On the first day of 2005, I was living inside the Haditha hydroelectric dam on the Euphrates River in Iraq, four and a half months into a deployment as the engineer officer for 1st Battalion, 23rd Marines, in northern Anbar province. The night before, I had rustily fingerpicked my way through a bluegrass song on the guitar in the New Year’s Eve talent show. I went to bed looking forward to an easy day, a welcome change. I’d been on a long patrol over Christmas—sleeping little, getting shot at. In the morning, I made some of the Starbucks coffee my wife had been sending in her care packages, wrote an e-mail to a friend back home, and headed out to a planning meeting with another officer.
Our meeting was cut short around 9 a.m. when a report came in that one of his riverine boat patrols had been attacked from the shore. I joined the group that went out to respond. We got off the boat and started patrolling the shore on foot, but all we found was evidence of the previous firefight. The Marines began to secure the area.
I was on the ground before I was even aware of the sound of an explosion. The blast from the improvised explosive device—explosives and scrap metal hidden in an olive oil can—broke my M4 carbine in two and nearly severed my right arm. Before the Blackhawk helicopter took me away, I remember telling the executive officer, ”I guess my guitar-playing days are over.”

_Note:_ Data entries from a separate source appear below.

//! # Marga-Map: Occupancy Grids for Interactive Path Planning
//!
//! The map layer of the Marga planning engine. Provides:
//!
//! - **Grid storage**: Immutable row-major occupancy grids with a
//!   missing-data sentinel and per-cell traversal costs
//! - **Map loading**: A plain-text map format with comments, a dimension
//!   header and row-major cell values
//! - **Costmap inflation**: Expands obstacles by a disk radius so a circular
//!   agent can plan on the original point lattice
//!
//! ## Cell Semantics
//!
//! Each cell stores a single `f32`:
//!
//! - `-1.0` marks missing data and is never traversable
//! - values in `[0.0, 1.0)` are traversable; the value is an additive
//!   traversal cost
//! - values `>= 1.0` are obstacles
//!
//! ## Coordinate Frame
//!
//! Cells are addressed by integer `(x, y)` with `x` as the column and `y` as
//! the row; the origin sits at the bottom-left corner. Continuous positions
//! ([`GridPoint`]) are expressed in cell units, so the center of cell
//! `(x, y)` is `(x + 0.5, y + 0.5)`. The metadata resolution only converts
//! physical agent dimensions into cells.

pub mod core;
pub mod costmap;
pub mod error;
pub mod grid;
pub mod io;

pub use crate::core::{GridCoord, GridPoint};
pub use crate::costmap::CostmapLayer;
pub use crate::error::{MapError, Result};
pub use crate::grid::{Grid, Metadata};
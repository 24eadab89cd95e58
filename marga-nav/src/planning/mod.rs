//! Path planning types, the planner interface and shared grid predicates.

mod astar;
mod dstar_lite;
pub mod utils;

pub use astar::AStarPlanner;
pub use dstar_lite::DStarLitePlanner;

use std::time::Instant;

use serde::Deserialize;
use tracing::info;

use marga_map::{Grid, GridCoord, GridPoint};

use crate::error::Result;

/// Supported path serialization styles.
///
/// Only polylines exist today; continuous styles can be added later.
#[derive(Clone, Copy, Debug, Default, PartialEq, Eq)]
pub enum PathStyle {
    #[default]
    Polyline,
}

/// Outcome of a planner invocation.
#[derive(Clone, Debug, Default)]
pub struct PlannedPath {
    /// Representation format of the generated path
    pub style: PathStyle,
    /// Ordered waypoints at cell centers, start to goal
    pub waypoints: Vec<GridPoint>,
    /// Cells expanded during planning, in expansion order, for visualization
    pub explored_cells: Vec<GridCoord>,
    /// Whether a valid path was found
    pub success: bool,
}

impl PlannedPath {
    /// A failed path with no waypoints.
    pub fn failed() -> Self {
        Self::default()
    }

    /// Sum of the waypoint segment lengths, in cells.
    pub fn total_length(&self) -> f32 {
        self.waypoints
            .windows(2)
            .map(|pair| pair[0].distance(&pair[1]))
            .sum()
    }
}

/// Planner algorithm selection.
#[derive(Clone, Copy, Debug, PartialEq, Eq, Deserialize)]
#[serde(rename_all = "kebab-case")]
pub enum PlannerAlgorithm {
    AStar,
    DStarLite,
}

/// Common interface for grid path planners.
///
/// Planners are stateful: the map, start and goal are configured up front and
/// `compute_path` may be called repeatedly as any of them change. Incremental
/// planners exploit this to reuse work between calls.
pub trait PathPlanner {
    /// Supply a grid map that may change over time.
    fn set_map(&mut self, grid: Grid);

    /// Configure the start cell.
    fn set_start(&mut self, cell: GridCoord);

    /// Configure the goal cell.
    fn set_goal(&mut self, cell: GridCoord);

    /// Compute a path honouring previously observed map changes.
    ///
    /// Unreachable goals and blocked endpoints yield a failed [`PlannedPath`].
    /// Missing configuration is implementation-defined: [`AStarPlanner`]
    /// returns an error when the map, start or goal was never set, while
    /// [`DStarLitePlanner`] folds an unconfigured planner into its general
    /// invalid-start/goal failed-path case. Generic callers must handle both
    /// `Err` and `success == false`.
    fn compute_path(&mut self) -> Result<PlannedPath>;
}

/// Build a planner instance for the selected algorithm.
pub fn make_planner(algorithm: PlannerAlgorithm) -> Box<dyn PathPlanner> {
    match algorithm {
        PlannerAlgorithm::AStar => Box::new(AStarPlanner::new()),
        PlannerAlgorithm::DStarLite => Box::new(DStarLitePlanner::new()),
    }
}

/// Run `compute_path` and log how long the invocation took.
pub fn compute_path_timed(planner: &mut dyn PathPlanner, label: &str) -> Result<PlannedPath> {
    let started = Instant::now();
    let path = planner.compute_path()?;
    info!(
        "planner [{}] took {:.2} ms",
        label,
        started.elapsed().as_secs_f64() * 1000.0
    );
    Ok(path)
}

I stayed conscious until we reached the U.S. Navy Alpha Surgical Company at Al Asad Airbase. Then I was anesthetized and sent to the operating room, where I joined the hundreds of amputees who have lost limbs in the two wars we are currently waging.
Improvised explosive devices (IEDs) like the one that got me had become, by mid-2004, our enemies’ weapon of choice, and we had spent a lot of time preparing for the threat. We were all to some extent prepared for the possibility of death, but I hadn’t given much thought to how my life might change if an IED took one of my limbs. Ever since the first few amputees returned from Afghanistan in 2001, they have been the very public face of modern warfare as it is waged on the ground—a little different from the sterile video output of a laser-guided bomb or unmanned drone. The media coverage often emphasizes the medical care that saves their lives, and the advanced prosthetics they wear, with phrases like bionic arms and thought control .
Lying in a hospital bed in Landstuhl, Germany, I only knew that I had survived and that a young Marine named Brian Parello had not. The doctors had saved my right elbow and part of my forearm. I talked to my wife on the phone. I got a Whopper from the hospital’s Burger King. On the way back to the United States, in a morphine haze, I took pictures as we flew over Iceland. I made my first, totally unintelligible attempts to write with my left hand. I already felt worlds away from Anbar province, and I immediately began to feel guilty about the early ticket home, despite its price.
I arrived in the United States on January 5 and was home a week later on convalescent leave. Before I deployed, I was a biomedical engineering graduate student at Duke University, in Durham, N.C., so I did what any engineer would do with the time: I began scouring the Internet for articles on prosthetic technology, trying to envision what my future would look like. My doctor told me I would have to go through a few more surgeries, and once my incisions had healed I would get a state-of-the-art myoelectric arm.
Myoelectric armshave joints powered by electric motors. They are controlled by electrical signals on the surface of the skin, which are produced by the remaining muscles in the arm. According to a 2005 article, the latest and greatest myoelectric prosthetics allowed a wearer to move the limb just by thinking about it. Many articles have anticipated robotic arms that function as well as or better than their human analogues—letting an amputee shave, hold a knife or fork, button a shirt, or turn an ignition key.
I went to see Glen Hostetter, a prosthetist at Duke. I was telling him how excited I was about the arm I would get at Walter Reed Medical Center when he stopped me. ”Have you ever seen a myoelectric hand?” he asked quietly.
I had never seen a real one up close. He dug around the back of his office and brought back a demonstration model of a child’s myoelectric hand. All I could say was, ”That’s it?”